Instructions to follow:
Take the data from its first line. Print each line exactly until the line containing "callers in the" has been printed too.

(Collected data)
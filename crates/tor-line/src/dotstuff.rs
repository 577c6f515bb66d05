/// Dot-unstuff a single data line received inside a `+`-prefixed reply: a
/// leading `.` is escaped by doubling it on the wire, so we remove at most
/// one leading `.` here. The line terminating the block (a bare `.`) must be
/// recognized by the caller before this is invoked.
pub fn unstuff_data_line(line: &[u8]) -> &[u8] {
    if line.first() == Some(&b'.') {
        &line[1..]
    } else {
        line
    }
}

/// Dot-stuff a single data line before writing it inside a `+`-prefixed
/// command: a leading `.` gets doubled so it can't be confused with the
/// block terminator.
pub fn stuff_data_line(line: &[u8]) -> Vec<u8> {
    if line.first() == Some(&b'.') {
        let mut out = Vec::with_capacity(line.len() + 1);
        out.push(b'.');
        out.extend_from_slice(line);
        out
    } else {
        line.to_vec()
    }
}
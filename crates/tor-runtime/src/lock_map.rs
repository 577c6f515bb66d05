//! The process-wide `InstanceId -> lock` map: the only static mutable state
//! in this crate (§3/§7). Guarantees that two [`crate::RuntimeManager`]s
//! constructed for the same `InstanceId`, even from unrelated callers in the
//! same host process, serialize their lifecycle operations against each
//! other rather than racing two tor processes over the same data directory.

use std::collections::HashMap;
use std::sync::{Arc, Mutex, OnceLock};

/// An opaque string identifying a runtime instance within the host process,
/// typically derived from the instance's data directory.
#[derive(Debug, Clone, Eq, PartialEq, Hash)]
pub struct InstanceId(Arc<str>);

impl InstanceId {
    pub fn new(id: impl Into<Arc<str>>) -> Self {
        Self(id.into())
    }

    pub fn as_str(&self) -> &str {
        &self.0
    }
}

impl std::fmt::Display for InstanceId {
    fn fmt(&self, f: &mut std::fmt::Formatter<'_>) -> std::fmt::Result {
        write!(f, "{}", self.0)
    }
}

fn registry() -> &'static Mutex<HashMap<InstanceId, Arc<tokio::sync::Mutex<()>>>> {
    static REGISTRY: OnceLock<Mutex<HashMap<InstanceId, Arc<tokio::sync::Mutex<()>>>>> = OnceLock::new();
    REGISTRY.get_or_init(|| Mutex::new(HashMap::new()))
}

/// Returns the shared lock for `id`, creating it if this is the first
/// `RuntimeManager` constructed for that id in this process.
pub fn lock_for(id: &InstanceId) -> Arc<tokio::sync::Mutex<()>> {
    let mut map = registry().lock().unwrap();
    map.entry(id.clone()).or_insert_with(|| Arc::new(tokio::sync::Mutex::new(()))).clone()
}

/// Drops the registry's entry for `id`. Called by `destroy()`; safe to call
/// even if another instance still holds a clone of the `Arc` (the map entry
/// is just the map's own handle, not the only reference).
pub fn release(id: &InstanceId) {
    registry().lock().unwrap().remove(id);
}
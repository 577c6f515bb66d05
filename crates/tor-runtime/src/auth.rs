//! Drives the `PROTOCOLINFO` / `AUTHENTICATE` handshake (§6, scenario S1)
//! once a freshly spawned tor's control connection is up: negotiates
//! whichever of NULL, HASHEDPASSWORD, or SAFECOOKIE tor's `PROTOCOLINFO`
//! reply advertises, preferring SAFECOOKIE where available since it needs no
//! shared secret beyond a file this process can already read.

use std::path::Path;

use hex::ToHex;
use tor_ctl::auth::{
    compute_client_hash, cookie_from_bytes, generate_client_nonce, parse_keyword_value,
    verify_server_hash, AuthMethod,
};
use tor_ctl::{Command, Connection, ReplyGroup};

use crate::error::RuntimeError;

const CONTROL_PASSWORD_ENV: &str = "TOR_CONTROL_PASSWORD";

fn parse_auth_line(group: &ReplyGroup) -> Result<AuthMethod, RuntimeError> {
    let auth_line = group
        .lines
        .iter()
        .find(|line| line.message.starts_with("AUTH "))
        .ok_or_else(|| RuntimeError::config("PROTOCOLINFO reply had no AUTH line"))?;

    let methods = parse_keyword_value(&auth_line.message, "METHODS").ok_or_else(|| {
        RuntimeError::config("PROTOCOLINFO AUTH line had no METHODS field")
    })?;
    let methods: Vec<&str> = methods.split(',').collect();

    if methods.iter().any(|m| *m == "SAFECOOKIE") {
        let cookie_file = parse_keyword_value(&auth_line.message, "COOKIEFILE")
            .ok_or_else(|| RuntimeError::config("SAFECOOKIE advertised with no COOKIEFILE"))?;
        return Ok(AuthMethod::SafeCookie { cookie_file });
    }
    if methods.iter().any(|m| *m == "HASHEDPASSWORD") {
        return Ok(AuthMethod::HashedPassword);
    }
    if methods.iter().any(|m| *m == "NULL") {
        return Ok(AuthMethod::Null);
    }
    Err(RuntimeError::Authentication {
        reason: format!("no supported auth method in PROTOCOLINFO ({methods:?})"),
    })
}

async fn authenticate_safe_cookie(
    connection: &Connection,
    cookie_file: &str,
    fallback_cookie_path: &Path,
) -> Result<(), RuntimeError> {
    let cookie_path: &Path = if cookie_file.is_empty() {
        fallback_cookie_path
    } else {
        Path::new(cookie_file)
    };
    let cookie_bytes = tokio::fs::read(cookie_path).await.map_err(|source| {
        RuntimeError::Authentication {
            reason: format!("could not read cookie file {}: {source}", cookie_path.display()),
        }
    })?;
    let cookie = cookie_from_bytes(&cookie_bytes).map_err(|err| RuntimeError::Authentication {
        reason: err.to_string(),
    })?;

    let client_nonce = generate_client_nonce();
    let challenge = Command::new("AUTHCHALLENGE")
        .arg("SAFECOOKIE")
        .arg(client_nonce.encode_hex::<String>());
    let reply = connection.send(challenge).await?;

    let server_nonce_hex = parse_keyword_value(reply.final_message(), "SERVERNONCE")
        .ok_or_else(|| RuntimeError::Authentication {
            reason: "AUTHCHALLENGE reply had no SERVERNONCE".to_string(),
        })?;
    let server_hash_hex = parse_keyword_value(reply.final_message(), "SERVERHASH")
        .ok_or_else(|| RuntimeError::Authentication {
            reason: "AUTHCHALLENGE reply had no SERVERHASH".to_string(),
        })?;
    let server_nonce = hex::decode(&server_nonce_hex).map_err(|_| RuntimeError::Authentication {
        reason: "SERVERNONCE was not valid hex".to_string(),
    })?;
    let claimed_server_hash = hex::decode(&server_hash_hex).map_err(|_| RuntimeError::Authentication {
        reason: "SERVERHASH was not valid hex".to_string(),
    })?;

    verify_server_hash(&claimed_server_hash, &cookie, &client_nonce, &server_nonce)
        .map_err(|err| RuntimeError::Authentication { reason: err.to_string() })?;

    let client_hash = compute_client_hash(&cookie, &client_nonce, &server_nonce);
    let authenticate = Command::new("AUTHENTICATE").arg(client_hash.encode_hex::<String>());
    connection.send(authenticate).await?;
    Ok(())
}

async fn authenticate_hashed_password(connection: &Connection) -> Result<(), RuntimeError> {
    let password = std::env::var(CONTROL_PASSWORD_ENV).map_err(|_| RuntimeError::Authentication {
        reason: format!(
            "tor requires HASHEDPASSWORD authentication but {CONTROL_PASSWORD_ENV} is not set"
        ),
    })?;
    let authenticate = Command::new("AUTHENTICATE").arg(format!("\"{password}\""));
    connection.send(authenticate).await?;
    Ok(())
}

/// Runs the full handshake: `PROTOCOLINFO`, pick a method, `AUTHENTICATE`
/// (with an `AUTHCHALLENGE` round-trip first for SAFECOOKIE).
///
/// `fallback_cookie_path` is used only if `PROTOCOLINFO`'s `COOKIEFILE`
/// field is empty, which tor does not do in practice but which this crate
/// should not assume.
pub async fn negotiate_authentication(
    connection: &Connection,
    fallback_cookie_path: &Path,
) -> Result<(), RuntimeError> {
    let protocolinfo = connection.send(Command::new("PROTOCOLINFO").arg("1")).await?;
    let method = parse_auth_line(&protocolinfo)?;

    match method {
        AuthMethod::Null => {
            connection.send(Command::new("AUTHENTICATE")).await?;
            Ok(())
        }
        AuthMethod::HashedPassword => authenticate_hashed_password(connection).await,
        AuthMethod::SafeCookie { cookie_file } => {
            authenticate_safe_cookie(connection, &cookie_file, fallback_cookie_path).await
        }
    }
}

#[cfg(test)]
mod tests {
    use super::*;
    use tokio::io::{AsyncReadExt, AsyncWriteExt};
    use tor_ctl::ReplyLine;

    fn group(lines: &[(u16, &str)]) -> ReplyGroup {
        ReplyGroup {
            lines: lines
                .iter()
                .map(|(status, message)| ReplyLine {
                    status: *status,
                    message: message.to_string(),
                    data: None,
                })
                .collect(),
        }
    }

    async fn read_line(io: &mut tokio::io::DuplexStream) -> String {
        let mut buf = Vec::new();
        let mut byte = [0u8; 1];
        loop {
            io.read_exact(&mut byte).await.unwrap();
            buf.push(byte[0]);
            if buf.ends_with(b"\r\n") {
                buf.truncate(buf.len() - 2);
                return String::from_utf8(buf).unwrap();
            }
        }
    }

    /// Drives the full S1 scenario end to end: a fake tor peer answers
    /// `PROTOCOLINFO` advertising SAFECOOKIE, runs the `AUTHCHALLENGE`
    /// round trip with a real cookie on disk, and checks the
    /// `AUTHENTICATE` argument this module sends is the exact hash tor
    /// itself would require.
    #[tokio::test]
    async fn safe_cookie_handshake_sends_the_correct_authenticate_hash() {
        let cookie = [0x42u8; tor_ctl::auth::COOKIE_LEN];
        let dir = tempfile::tempdir().unwrap();
        let cookie_path = dir.path().join("control_auth_cookie");
        tokio::fs::write(&cookie_path, cookie).await.unwrap();

        let (client_io, mut server_io) = tokio::io::duplex(8192);
        let connection = Connection::from_io(client_io, 64 * 1024);
        let fallback = dir.path().join("unused");

        let cookie_path_str = cookie_path.to_str().unwrap().to_string();
        let handshake = tokio::spawn(async move {
            negotiate_authentication(&connection, &fallback).await
        });

        assert_eq!(read_line(&mut server_io).await, "PROTOCOLINFO 1");
        server_io
            .write_all(b"250-PROTOCOLINFO 1\r\n")
            .await
            .unwrap();
        server_io
            .write_all(
                format!(
                    "250-AUTH METHODS=SAFECOOKIE COOKIEFILE=\"{cookie_path_str}\"\r\n"
                )
                .as_bytes(),
            )
            .await
            .unwrap();
        server_io
            .write_all(b"250-VERSION Tor=\"0.4.7.13\"\r\n")
            .await
            .unwrap();
        server_io.write_all(b"250 OK\r\n").await.unwrap();

        let challenge_line = read_line(&mut server_io).await;
        let mut parts = challenge_line.split_whitespace();
        assert_eq!(parts.next().unwrap(), "AUTHCHALLENGE");
        assert_eq!(parts.next().unwrap(), "SAFECOOKIE");
        let client_nonce_hex = parts.next().unwrap();
        let client_nonce = hex::decode(client_nonce_hex).unwrap();

        let server_nonce = [0x24u8; tor_ctl::auth::NONCE_LEN];
        let server_hash = tor_ctl::auth::compute_server_hash(&cookie, client_nonce.as_slice().try_into().unwrap(), &server_nonce);
        server_io
            .write_all(
                format!(
                    "250 AUTHCHALLENGE SERVERHASH={} SERVERNONCE={}\r\n",
                    hex::encode(server_hash),
                    hex::encode(server_nonce)
                )
                .as_bytes(),
            )
            .await
            .unwrap();

        let authenticate_line = read_line(&mut server_io).await;
        let mut parts = authenticate_line.split_whitespace();
        assert_eq!(parts.next().unwrap(), "AUTHENTICATE");
        let sent_hash = hex::decode(parts.next().unwrap()).unwrap();
        let expected_hash = tor_ctl::auth::compute_client_hash(
            &cookie,
            client_nonce.as_slice().try_into().unwrap(),
            &server_nonce,
        );
        assert_eq!(sent_hash, expected_hash);

        server_io.write_all(b"250 OK\r\n").await.unwrap();
        handshake.await.unwrap().unwrap();
    }

    #[tokio::test]
    async fn null_method_authenticates_with_no_argument() {
        let (client_io, mut server_io) = tokio::io::duplex(8192);
        let connection = Connection::from_io(client_io, 64 * 1024);
        let fallback = std::path::PathBuf::from("/unused");

        let handshake = tokio::spawn(async move { negotiate_authentication(&connection, &fallback).await });

        assert_eq!(read_line(&mut server_io).await, "PROTOCOLINFO 1");
        server_io
            .write_all(b"250-AUTH METHODS=NULL\r\n")
            .await
            .unwrap();
        server_io.write_all(b"250 OK\r\n").await.unwrap();

        assert_eq!(read_line(&mut server_io).await, "AUTHENTICATE");
        server_io.write_all(b"250 OK\r\n").await.unwrap();

        handshake.await.unwrap().unwrap();
    }

    #[test]
    fn parses_safecookie_with_quoted_cookiefile() {
        let reply = group(&[
            (250, "PROTOCOLINFO 1"),
            (250, r#"AUTH METHODS=SAFECOOKIE,HASHEDPASSWORD COOKIEFILE="/tmp/c""#),
            (250, "VERSION Tor=\"0.4.7.13\""),
            (250, "OK"),
        ]);
        match parse_auth_line(&reply).unwrap() {
            AuthMethod::SafeCookie { cookie_file } => assert_eq!(cookie_file, "/tmp/c"),
            other => panic!("expected SafeCookie, got {other:?}"),
        }
    }

    #[test]
    fn prefers_safecookie_over_hashedpassword() {
        let reply = group(&[(250, r#"AUTH METHODS=HASHEDPASSWORD,SAFECOOKIE COOKIEFILE="/tmp/c""#)]);
        assert!(matches!(parse_auth_line(&reply).unwrap(), AuthMethod::SafeCookie { .. }));
    }

    #[test]
    fn falls_back_to_null() {
        let reply = group(&[(250, "AUTH METHODS=NULL")]);
        assert_eq!(parse_auth_line(&reply).unwrap(), AuthMethod::Null);
    }

    #[test]
    fn missing_auth_line_is_a_config_error() {
        let reply = group(&[(250, "VERSION Tor=\"0.4.7.13\"")]);
        assert!(parse_auth_line(&reply).is_err());
    }
}
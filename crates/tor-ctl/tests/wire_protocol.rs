//! Black-box tests against [`Connection`] over a `tokio::io::duplex` pair
//! standing in for a real control socket, the same substitution-for-a-
//! socket technique `Connection::from_io`'s own docs describe.

use std::time::Duration;

use tokio::io::{AsyncReadExt, AsyncWriteExt};

use tor_ctl::{BusEvent, Command, Connection, ControlError, EventKind, Executor};

async fn read_line(io: &mut tokio::io::DuplexStream) -> String {
    let mut buf = Vec::new();
    let mut byte = [0u8; 1];
    loop {
        io.read_exact(&mut byte).await.unwrap();
        buf.push(byte[0]);
        if buf.ends_with(b"\r\n") {
            buf.truncate(buf.len() - 2);
            return String::from_utf8(buf).unwrap();
        }
    }
}

#[tokio::test]
async fn simple_command_round_trips_to_success() {
    let (client_io, mut server_io) = tokio::io::duplex(4096);
    let connection = Connection::from_io(client_io, 64 * 1024);

    let send = tokio::spawn(async move { connection.send(Command::new("GETINFO").arg("version")).await });

    assert_eq!(read_line(&mut server_io).await, "GETINFO version");
    server_io.write_all(b"250-version=0.4.7.13\r\n").await.unwrap();
    server_io.write_all(b"250 OK\r\n").await.unwrap();

    let reply = send.await.unwrap().unwrap();
    assert_eq!(reply.status(), 250);
    assert_eq!(reply.lines.len(), 2);
    assert_eq!(reply.final_message(), "OK");
}

#[tokio::test]
async fn data_block_command_is_dot_stuffed_on_the_wire() {
    let (client_io, mut server_io) = tokio::io::duplex(4096);
    let connection = Connection::from_io(client_io, 64 * 1024);

    let command = Command::new("POSTDESCRIPTOR").with_data(b"line one\n.foo\nline three".to_vec());
    let send = tokio::spawn(async move { connection.send(command).await });

    assert_eq!(read_line(&mut server_io).await, "+POSTDESCRIPTOR");
    assert_eq!(read_line(&mut server_io).await, "line one");
    assert_eq!(
        read_line(&mut server_io).await,
        "..foo",
        "a leading dot on a data line must be doubled on the wire"
    );
    assert_eq!(read_line(&mut server_io).await, "line three");
    assert_eq!(read_line(&mut server_io).await, ".");

    server_io.write_all(b"250 OK\r\n").await.unwrap();
    let reply = send.await.unwrap().unwrap();
    assert!(reply.is_success());
}

#[tokio::test]
async fn event_interleaved_between_commands_reaches_the_bus_not_the_job() {
    let (client_io, mut server_io) = tokio::io::duplex(4096);
    let connection = Connection::from_io(client_io, 64 * 1024);

    let (tx, mut rx) = tokio::sync::mpsc::unbounded_channel();
    connection.subscribe(
        EventKind::Control,
        Executor::Immediate,
        std::sync::Arc::new(move |event| {
            if let BusEvent::Control(record) = event {
                let _ = tx.send(record);
            }
        }),
    );

    let job = connection.enqueue(Command::new("GETINFO").arg("version"));
    assert_eq!(read_line(&mut server_io).await, "GETINFO version");

    // tor interleaves an async event before the reply to the in-flight command.
    server_io
        .write_all(b"650 STATUS_CLIENT NOTICE BOOTSTRAP PROGRESS=10\r\n")
        .await
        .unwrap();
    server_io.write_all(b"250 OK\r\n").await.unwrap();

    let reply = job.wait().await.unwrap();
    assert_eq!(reply.final_message(), "OK");

    let event = tokio::time::timeout(Duration::from_secs(1), rx.recv())
        .await
        .unwrap()
        .unwrap();
    assert_eq!(event.keyword, "STATUS_CLIENT");
}

#[tokio::test]
async fn malformed_line_tears_down_the_connection() {
    let (client_io, mut server_io) = tokio::io::duplex(4096);
    let connection = Connection::from_io(client_io, 64 * 1024);

    let job = connection.enqueue(Command::new("GETINFO").arg("version"));
    assert_eq!(read_line(&mut server_io).await, "GETINFO version");
    server_io.write_all(b"not a status line\r\n").await.unwrap();

    let result = job.wait().await;
    assert!(matches!(result, Err(ControlError::Protocol { .. })));
}

#[tokio::test]
async fn socket_eof_fails_pending_jobs_with_closed() {
    let (client_io, server_io) = tokio::io::duplex(4096);
    let connection = Connection::from_io(client_io, 64 * 1024);

    let job = connection.enqueue(Command::new("GETINFO").arg("version"));
    drop(server_io);

    let result = job.wait().await;
    assert!(matches!(result, Err(ControlError::Closed)));
}
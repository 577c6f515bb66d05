use std::net::SocketAddr;
use std::path::Path;
use std::sync::atomic::{AtomicBool, Ordering};
use std::sync::{Arc, Mutex};
use std::time::Duration;

use tokio::io::{AsyncRead, AsyncWrite, AsyncWriteExt};
use tokio::net::{TcpStream, UnixStream};
use tokio::task::JoinHandle;
use tracing::{debug, warn};

use tor_line::{AsyncBoundedLineReader, AsyncBoundedLineResult, DEFAULT_MAX_LINE_BYTES};

use crate::bus::{EventBus, EventKind, Executor, Observer, SubscriptionHandle};
use crate::dispatcher::Dispatcher;
use crate::error::ControlError;
use crate::model::Command;
use crate::parser::ReplyParser;
use crate::queue::{CommandQueue, Job};

type DisconnectCallback = Box<dyn FnOnce(ControlError) + Send + 'static>;

/// Owns the control socket and the reader/writer tasks that drive it. Not
/// reusable once [`Connection::disconnect`] has run — callers get a fresh
/// `Connection` from the runtime on reconnect/restart.
pub struct Connection {
    queue: CommandQueue,
    bus: EventBus,
    closed: Arc<AtomicBool>,
    on_disconnect: Arc<Mutex<Option<DisconnectCallback>>>,
    tasks: Vec<JoinHandle<()>>,
    default_timeout: Duration,
}

impl Connection {
    pub async fn connect_tcp(addr: SocketAddr) -> Result<Self, ControlError> {
        let stream = TcpStream::connect(addr).await?;
        Ok(Self::from_io(stream, DEFAULT_MAX_LINE_BYTES))
    }

    pub async fn connect_unix(path: impl AsRef<Path>) -> Result<Self, ControlError> {
        let stream = UnixStream::connect(path.as_ref()).await?;
        Ok(Self::from_io(stream, DEFAULT_MAX_LINE_BYTES))
    }

    /// Builds a `Connection` over an arbitrary duplex byte stream. Public so
    /// `tor-runtime` and integration tests can drive the reader/writer/
    /// dispatcher loop over a `tokio::io::duplex` pair standing in for a real
    /// control socket, the same substitution-for-a-subprocess technique used
    /// elsewhere in this workspace's test suites.
    pub fn from_io<S>(stream: S, max_line_bytes: usize) -> Self
    where
        S: AsyncRead + AsyncWrite + Send + 'static,
    {
        let (read_half, write_half) = tokio::io::split(stream);

        let queue = CommandQueue::new();
        let bus = EventBus::new();
        let closed = Arc::new(AtomicBool::new(false));
        let on_disconnect: Arc<Mutex<Option<DisconnectCallback>>> = Arc::new(Mutex::new(None));

        let dispatcher = Dispatcher::new(queue.clone(), bus.clone());

        let (refresh_tx, mut refresh_rx) = tokio::sync::mpsc::unbounded_channel();
        bus.set_refresh_channel(refresh_tx);
        let refresh_queue = queue.clone();
        let refresh_bus = bus.clone();
        let refresh_task = tokio::spawn(async move {
            while refresh_rx.recv().await.is_some() {
                // Drain any further coalesced requests so a burst of
                // subscribes issues exactly one SETEVENTS.
                while refresh_rx.try_recv().is_ok() {}
                let mut command = Command::new("SETEVENTS");
                for keyword in refresh_bus.required_events() {
                    command = command.arg(keyword);
                }
                let job = refresh_queue.enqueue(command);
                let _ = job.wait().await;
            }
        });

        let reader_closed = closed.clone();
        let reader_queue = queue.clone();
        let reader_on_disconnect = on_disconnect.clone();
        let reader_task = tokio::spawn(async move {
            let mut reader = AsyncBoundedLineReader::new(read_half, max_line_bytes);
            let mut parser = ReplyParser::new();
            let cause = loop {
                match reader.next_line().await {
                    AsyncBoundedLineResult::Line { bytes, .. } => {
                        debug!(bytes = bytes.len(), "control line received");
                        match parser.feed_line(&bytes) {
                            Ok(Some(unit)) => {
                                if let Err(err) = dispatcher.dispatch(unit) {
                                    break err;
                                }
                            }
                            Ok(None) => {}
                            Err(err) => break err,
                        }
                    }
                    AsyncBoundedLineResult::LineTooLong { observed_bytes, .. } => {
                        warn!(observed_bytes, "oversized control line, treating as protocol error");
                        break ControlError::protocol("line exceeded maximum size");
                    }
                    AsyncBoundedLineResult::IoError { .. } => break ControlError::Io {
                        message: "control socket read failed".to_string(),
                    },
                    AsyncBoundedLineResult::Eof => break ControlError::Closed,
                }
            };
            reader_closed.store(true, Ordering::SeqCst);
            reader_queue.close(cause.clone());
            if let Some(callback) = reader_on_disconnect.lock().unwrap().take() {
                callback(cause);
            }
        });

        let writer_queue = queue.clone();
        let writer_task = tokio::spawn(async move {
            let mut write_half = write_half;
            loop {
                let notified = writer_queue.notified();
                match writer_queue.begin_next() {
                    Some((_, command)) => {
                        let bytes = command.to_wire();
                        if write_half.write_all(&bytes).await.is_err() {
                            return;
                        }
                        if write_half.flush().await.is_err() {
                            return;
                        }
                    }
                    None => notified.await,
                }
            }
        });

        Self {
            queue,
            bus,
            closed,
            on_disconnect,
            tasks: vec![reader_task, writer_task, refresh_task],
            default_timeout: Duration::from_secs(30),
        }
    }

    pub fn with_default_timeout(mut self, timeout: Duration) -> Self {
        self.default_timeout = timeout;
        self
    }

    pub fn is_closed(&self) -> bool {
        self.closed.load(Ordering::SeqCst)
    }

    /// Enqueues `command` and applies the per-command wall-clock timeout: if
    /// it expires, the job fails with `Timeout` and the connection is torn
    /// down (the control protocol gives no way to abort a reply mid-flight).
    pub async fn send(&self, command: Command) -> Result<crate::model::ReplyGroup, ControlError> {
        if self.is_closed() {
            return Err(ControlError::Closed);
        }
        let job = self.queue.enqueue(command);
        match tokio::time::timeout(self.default_timeout, job.wait()).await {
            Ok(result) => result,
            Err(_) => {
                self.queue.close(ControlError::Timeout {
                    timeout: self.default_timeout,
                });
                self.closed.store(true, Ordering::SeqCst);
                Err(ControlError::Timeout {
                    timeout: self.default_timeout,
                })
            }
        }
    }

    /// Enqueues `command` without awaiting its reply, for callers that want
    /// to track the [`Job`] (e.g. to cancel it while still queued).
    pub fn enqueue(&self, command: Command) -> Job {
        self.queue.enqueue(command)
    }

    pub fn subscribe(
        &self,
        kind: EventKind,
        executor: Executor,
        observer: Observer,
    ) -> SubscriptionHandle {
        self.bus.subscribe(kind, executor, observer)
    }

    pub fn unsubscribe(&self, kind: EventKind, handle: SubscriptionHandle) {
        self.bus.unsubscribe(kind, handle);
    }

    /// Merges `keywords` into the raw tor event set `SETEVENTS` is refreshed
    /// with; see [`EventBus::require_events`].
    pub fn require_events(&self, keywords: impl IntoIterator<Item = String>) {
        self.bus.require_events(keywords);
    }

    pub fn bus(&self) -> &EventBus {
        &self.bus
    }

    /// Registers a one-shot callback invoked exactly once when the
    /// connection closes, whether by an explicit [`Connection::disconnect`]
    /// or because the peer closed the socket.
    pub fn on_disconnect(&self, callback: impl FnOnce(ControlError) + Send + 'static) {
        *self.on_disconnect.lock().unwrap() = Some(Box::new(callback));
    }

    /// Called by the runtime's Action Processor when a superseding lifecycle
    /// Action interrupts this connection's command stream (invariant: the
    /// executing job, if any, is left to finish).
    pub fn interrupt_queued(&self) {
        self.queue.interrupt(ControlError::Interrupted);
    }

    pub fn disconnect(&self) {
        if self.closed.swap(true, Ordering::SeqCst) {
            return;
        }
        self.queue.close(ControlError::Closed);
        for task in &self.tasks {
            task.abort();
        }
        if let Some(callback) = self.on_disconnect.lock().unwrap().take() {
            callback(ControlError::Closed);
        }
    }
}

impl Drop for Connection {
    fn drop(&mut self) {
        for task in &self.tasks {
            task.abort();
        }
    }
}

Result for this task:
filename crates/tor-line/src/dotstuff.rs
repository 577c6f515bb66d05
/// Dot-unstuff a single data line received inside a `+`-prefixed reply: a
/// leading `.` is escaped by doubling it on the wire, so we remove at most
/// one leading `.` here. The line terminating the block (a bare `.`) must be
/// recognized by the caller before this is invoked.
pub fn unstuff_data_line(line: &[u8]) -> &[u8] {
    if line.first() == Some(&b'.') {
        &line[1..]
    } else {
        line
    }
}

/// Dot-stuff a single data line before writing it inside a `+`-prefixed
/// command: a leading `.` gets doubled so it can't be confused with the
/// block terminator.
pub fn stuff_data_line(line: &[u8]) -> Vec<u8> {
    if line.first() == Some(&b'.') {
        let mut out = Vec::with_capacity(line.len() + 1);
        out.push(b'.');
        out.extend_from_slice(line);
        out
    } else {
        line.to_vec()
    }
}
filename crates/tor-runtime/src/lock_map.rs
repository 577c6f515bb66d05
//! The process-wide `InstanceId -> lock` map: the only static mutable state
//! in this crate (§3/§7). Guarantees that two [`crate::RuntimeManager`]s
//! constructed for the same `InstanceId`, even from unrelated callers in the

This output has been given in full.